Uscita dall’Eden espone l’angoscia di una carne e di una personalità che ha perduto ogni principio di erotismo, carne nervosa, feroce e magmatica, che non sa godere, quasi entità astratta, incapace di relazionarsi col silenzio e l’assenza.
FEDERICAA – FREAKS
Freaks! Una condizione mentale e fisica. È un viaggio a ritroso attraverso l’alterazione permanente dei sensi, inizialmente psichici e poi fisici. Il pianto nello sguardo e le movenze sono continue, uno stato di coscienza privo di ogni equilibrio. La svestizione del corpo che causa senso di vergogna e avvilimento. La riscoperta continua della perdita. L’esigenza di riappropriarsi di uno spazio che non è mai stato individuale, la necessità della possessione è sovrana nell’essere umano. Il corpo come fonte di vergogna e di vita. La noncuranza della forma e la malcuranza delle opinioni. Freaks è ispirato all’omonimo film degli anni ’20 che vede protagonisti i cosiddetti ‘freaks on the leash’ i fenomeni da baraccone. Qui le donne vengono riportate con alterazioni evidenti del corpo, come a voler esagerare ciò che la società ci impone, dettagliando in maniera estrosa parti poco incisive rispetto a quello che la società ritiene rilevante.
COLLETTIVO X – LA STANZA DEGLI INSULTI
“How can i tell you. How can i convince you brother; sister, your life is in danger. That everyday you wake up alive you are committing a rebellous act”
L’INSULTO
Appena entri, la prima percezione che provi ti porta a soffermarti sul carico di merda che ti piomba addosso. Insulti omolesbotransfobici, misogini, razzisti, bodyshaming. È pressocchè impossibile che tu non venga in qualche modo colpito. Bene. Ora ti senti come noi ogni giorno.
I MURI DELL’ODIO
Il muro a destra raccoglie alcuni stralci della merda che negli anni la comunità lgbt+ si è vista riversare addosso dalla destra.

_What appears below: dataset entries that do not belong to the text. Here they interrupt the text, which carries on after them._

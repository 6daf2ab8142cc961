use std::marker::PhantomData;

use bson::{Bson, Document};
use serde::de::DeserializeOwned;

use crate::errors::Error;
use crate::handle::StoreCursor;

/// Lazy, single-pass sequence of decoded records backed by one open
/// server-side cursor. Each advance may perform a network fetch; restarting
/// requires re-materializing the query.
pub struct Cursor<M> {
    inner: Box<dyn StoreCursor>,
    position: u64,
    _record: PhantomData<fn() -> M>,
}

impl<M: DeserializeOwned> Cursor<M> {
    pub(crate) fn new(inner: Box<dyn StoreCursor>) -> Self {
        Self { inner, position: 0, _record: PhantomData }
    }

    /// Advance and return the next record together with its iteration key:
    /// the record's `_id` when present, the position otherwise.
    pub fn next_entry(&mut self) -> Option<Result<(String, M), Error>> {
        let record = self.inner.advance()?;
        let key = record_key(&record, self.position);
        self.position += 1;
        Some(bson::deserialize_from_document(record).map(|m| (key, m)).map_err(Error::from))
    }
}

impl<M: DeserializeOwned> Iterator for Cursor<M> {
    type Item = Result<M, Error>;

    fn next(&mut self) -> Option<Self::Item> {
        self.next_entry().map(|entry| entry.map(|(_, record)| record))
    }
}

fn record_key(record: &Document, position: u64) -> String {
    match record.get("_id") {
        Some(Bson::ObjectId(id)) => id.to_hex(),
        Some(Bson::String(s)) => s.clone(),
        Some(other) => other.to_string(),
        None => position.to_string(),
    }
}
use thiserror::Error;

#[derive(Debug, Error)]
pub enum Error {
    #[error("Configuration error: {0}")]
    Configuration(String),

    #[error("Invalid argument: {0}")]
    InvalidArgument(String),

    #[error("Store operation failed: {0}")]
    StoreOperation(String),

    #[error("BSON: {0}")]
    Bson(#[from] bson::error::Error),

    #[error("Serde JSON: {0}")]
    Json(#[from] serde_json::Error),
}
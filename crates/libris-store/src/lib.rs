//! Libris Store - flat-file persistence for the personal library
//!
//! Provides `JsonFileRepository`, a `Repository` that keeps the whole
//! collection as one pretty-printed JSON array and overwrites it on every
//! save.

pub mod errors;
pub mod json_file;

// Re-export key types
pub use json_file::{JsonFileRepository, DEFAULT_STORE_FILE};
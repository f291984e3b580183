pub mod book_render;

pub use book_render::{render_book_line, render_collection, render_search_results, render_stats};
//! Core types shared across Libris crates
//!
//! - **Correlation types**: RequestId, RequestContext
//! - **Schema constants**: Canonical field keys and event names

pub mod correlation;
pub mod schema;

pub use correlation::{RequestContext, RequestId};
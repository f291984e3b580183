use crate::model::{Book, BookUpdate, ReadingStats};

/// In-memory ordered book collection
///
/// Insertion order is preserved and titles are not unique. Title lookups
/// for remove and update act on the first case-insensitive match.
/// Not thread-safe - designed for a single interactive owner.
#[derive(Debug, Clone, Default, PartialEq, Eq)]
pub struct Collection {
    books: Vec<Book>,
}

impl Collection {
    pub fn new() -> Self {
        Self { books: Vec::new() }
    }

    pub fn from_books(books: Vec<Book>) -> Self {
        Self { books }
    }

    pub fn len(&self) -> usize {
        self.books.len()
    }

    pub fn is_empty(&self) -> bool {
        self.books.is_empty()
    }

    /// All books in insertion order
    pub fn books(&self) -> &[Book] {
        &self.books
    }

    /// Append a book at the end and return a reference to it
    pub fn push(&mut self, book: Book) -> &Book {
        self.books.push(book);
        &self.books[self.books.len() - 1]
    }

    /// Index of the first book whose title matches case-insensitively
    pub fn position(&self, title: &str) -> Option<usize> {
        self.books.iter().position(|b| b.title_matches(title))
    }

    /// Remove the most recently appended book
    pub fn pop(&mut self) -> Option<Book> {
        self.books.pop()
    }

    /// Remove the book at `index`
    ///
    /// # Panics
    ///
    /// Panics if `index` is out of bounds; callers obtain it from `position`.
    pub fn remove_at(&mut self, index: usize) -> Book {
        self.books.remove(index)
    }

    /// Apply `update` to the book at `index`
    ///
    /// # Panics
    ///
    /// Panics if `index` is out of bounds; callers obtain it from `position`.
    pub fn update_at(&mut self, index: usize, update: BookUpdate) -> &Book {
        let book = &mut self.books[index];
        book.apply(update);
        book
    }

    /// Books whose title or author contains `query`, case-insensitively
    ///
    /// The iterator is lazy; an empty query yields every book.
    pub fn search<'a>(&'a self, query: &str) -> impl Iterator<Item = &'a Book> + 'a {
        let needle = query.to_lowercase();
        self.books.iter().filter(move |b| b.mentions(&needle))
    }

    pub fn stats(&self) -> ReadingStats {
        ReadingStats::compute(&self.books)
    }
}

#[cfg(test)]
mod tests {
    use super::*;

    fn sample() -> Collection {
        Collection::from_books(vec![
            Book::new("Dune", "Frank Herbert", "1965", "Sci-Fi", false),
            Book::new("Moby Dick", "Herman Melville", "1851", "Adventure", true),
            Book::new("Dune", "Someone Else", "2001", "Parody", false),
        ])
    }

    #[test]
    fn test_push_appends_at_end() {
        let mut collection = sample();
        let added = collection
            .push(Book::new("Emma", "Jane Austen", "1815", "Romance", true))
            .clone();

        assert_eq!(collection.len(), 4);
        assert_eq!(collection.books()[3], added);
    }

    #[test]
    fn test_position_finds_first_duplicate() {
        let collection = sample();
        assert_eq!(collection.position("DUNE"), Some(0));
        assert_eq!(collection.position("Emma"), None);
    }

    #[test]
    fn test_remove_only_first_duplicate() {
        let mut collection = sample();

        let index = collection.position("dune").unwrap();
        let removed = collection.remove_at(index);

        assert_eq!(removed.author, "Frank Herbert");
        assert_eq!(collection.len(), 2);
        assert_eq!(collection.books()[1].author, "Someone Else");
    }

    #[test]
    fn test_position_is_exact_not_substring() {
        let collection = sample();
        assert_eq!(collection.position("Moby"), None);
        assert_eq!(collection.position("moby dick"), Some(1));
    }

    #[test]
    fn test_pop_returns_last() {
        let mut collection = sample();
        assert_eq!(collection.pop().unwrap().author, "Someone Else");
        assert_eq!(collection.len(), 2);
    }

    #[test]
    fn test_update_first_match() {
        let mut collection = sample();

        let index = collection.position("dune").unwrap();
        let updated = collection
            .update_at(index, BookUpdate::read_only(true).with_genre("Classic"))
            .clone();

        assert_eq!(updated.title, "Dune");
        assert_eq!(updated.genre, "Classic");
        assert!(updated.read);
        assert_eq!(collection.books()[2].genre, "Parody");
    }

    #[test]
    fn test_search_matches_title_or_author() {
        let collection = sample();

        let titles: Vec<&str> = collection.search("MEL").map(|b| b.title.as_str()).collect();
        assert_eq!(titles, vec!["Moby Dick"]);

        assert_eq!(collection.search("dune").count(), 2);
        assert_eq!(collection.search("").count(), 3);
        assert_eq!(collection.search("tolkien").count(), 0);
    }

    #[test]
    fn test_stats_over_collection() {
        let stats = sample().stats();
        assert_eq!(stats.total, 3);
        assert_eq!(stats.completed, 1);
    }
}
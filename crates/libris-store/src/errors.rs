//! Error helpers for libris-store
//!
//! Map filesystem and serde failures onto `LibraryError` variants

use libris_core::errors::LibraryError;
use std::io;
use std::path::Path;

/// Classify a read failure: a missing file is `StoreNotFound`, anything
/// else is `Io`
pub fn read_error(path: &Path, err: io::Error) -> LibraryError {
    if err.kind() == io::ErrorKind::NotFound {
        LibraryError::StoreNotFound {
            path: path.display().to_string(),
        }
    } else {
        io_error("read_store", path, err)
    }
}

/// Create an IO error
pub fn io_error(operation: &str, path: &Path, err: io::Error) -> LibraryError {
    LibraryError::Io {
        op: operation.to_string(),
        path: path.display().to_string(),
        message: err.to_string(),
    }
}

/// Create a malformed-store error from a decode failure
pub fn malformed(path: &Path, err: serde_json::Error) -> LibraryError {
    LibraryError::StoreMalformed {
        path: path.display().to_string(),
        reason: err.to_string(),
    }
}

/// Create an encode error
pub fn serialization(err: serde_json::Error) -> LibraryError {
    LibraryError::Serialization {
        message: err.to_string(),
    }
}

#[cfg(test)]
mod tests {
    use super::*;

    #[test]
    fn test_not_found_maps_to_store_not_found() {
        let err = read_error(
            Path::new("books.json"),
            io::Error::new(io::ErrorKind::NotFound, "gone"),
        );
        assert_eq!(
            err,
            LibraryError::StoreNotFound {
                path: "books.json".to_string()
            }
        );
    }

    #[test]
    fn test_permission_denied_maps_to_io() {
        let err = read_error(
            Path::new("books.json"),
            io::Error::new(io::ErrorKind::PermissionDenied, "denied"),
        );
        assert!(matches!(err, LibraryError::Io { ref op, .. } if op == "read_store"));
    }

    #[test]
    fn test_malformed_keeps_reason() {
        let decode_err = serde_json::from_str::<Vec<u8>>("{").unwrap_err();
        let err = malformed(Path::new("books.json"), decode_err);
        match err {
            LibraryError::StoreMalformed { path, reason } => {
                assert_eq!(path, "books.json");
                assert!(!reason.is_empty());
            }
            other => panic!("Expected StoreMalformed, got {other:?}"),
        }
    }
}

Il muro a sinistra raccoglie le versioni della “Mappa delle Intolleranze”; mappa voluta da VOX – Osservatorio italiano sui diritti, che fotografa l’odio via social.
LA COLAZIONE DI MERDA
Ogni mattina siamo costretti a pucciare tanto schifo dentro al cappuccino. Non è giusto. Non è giusto.
COMIZI D’AMORE
Interviste miste, testimonianze di una Bicicheccata Riminese a cura di Lora Doula Casadei.
ANCHE CASA NON E’ CASA
L’oppressione è fuori. Ma è anche dentro. A casa tua. Dove l’amore dovrebbe regnar sovrano, sulle pareti viene solo incorniciato odio. Dove rifugarti se sei privato anche del tuo porto sicuro?
I-POD
The Queer Nation Manifesto. Ecco, allora, forse, la salvezza. Quello che nell’inferno, forse, inferno non è. C’è un manifesto che parla anche di te. E ti dice che siamo in tanti, a sentirci come te.
HUMUS – LINFA
Nodi, snodi, trappole, ragionamenti, impigli, appigli… Questo periodo è ricco di intricate nuvole di idee, riflessioni, pensieri, scambi. Tutto da costruire ma subito da distruggere a causa di nuovi imprevisti ed inciampi: da arrotolare, intrecciare e tessere, ma subito dopo da sciogliere e slegare. Una ragnatela deve avere forti punti di ancoraggio, come delle radici, sempre stabili: questo aggancio può tenere assieme un enorme tappeto ed in Linfa questa si è rigenerata e divenuta altro. Adesso vogliamo manifestare visivamente i nodi, i punti d’attracco di una nave carica di emozioni, condivisione e dunque di corpi e presenze rimasti piacevolmente catturati.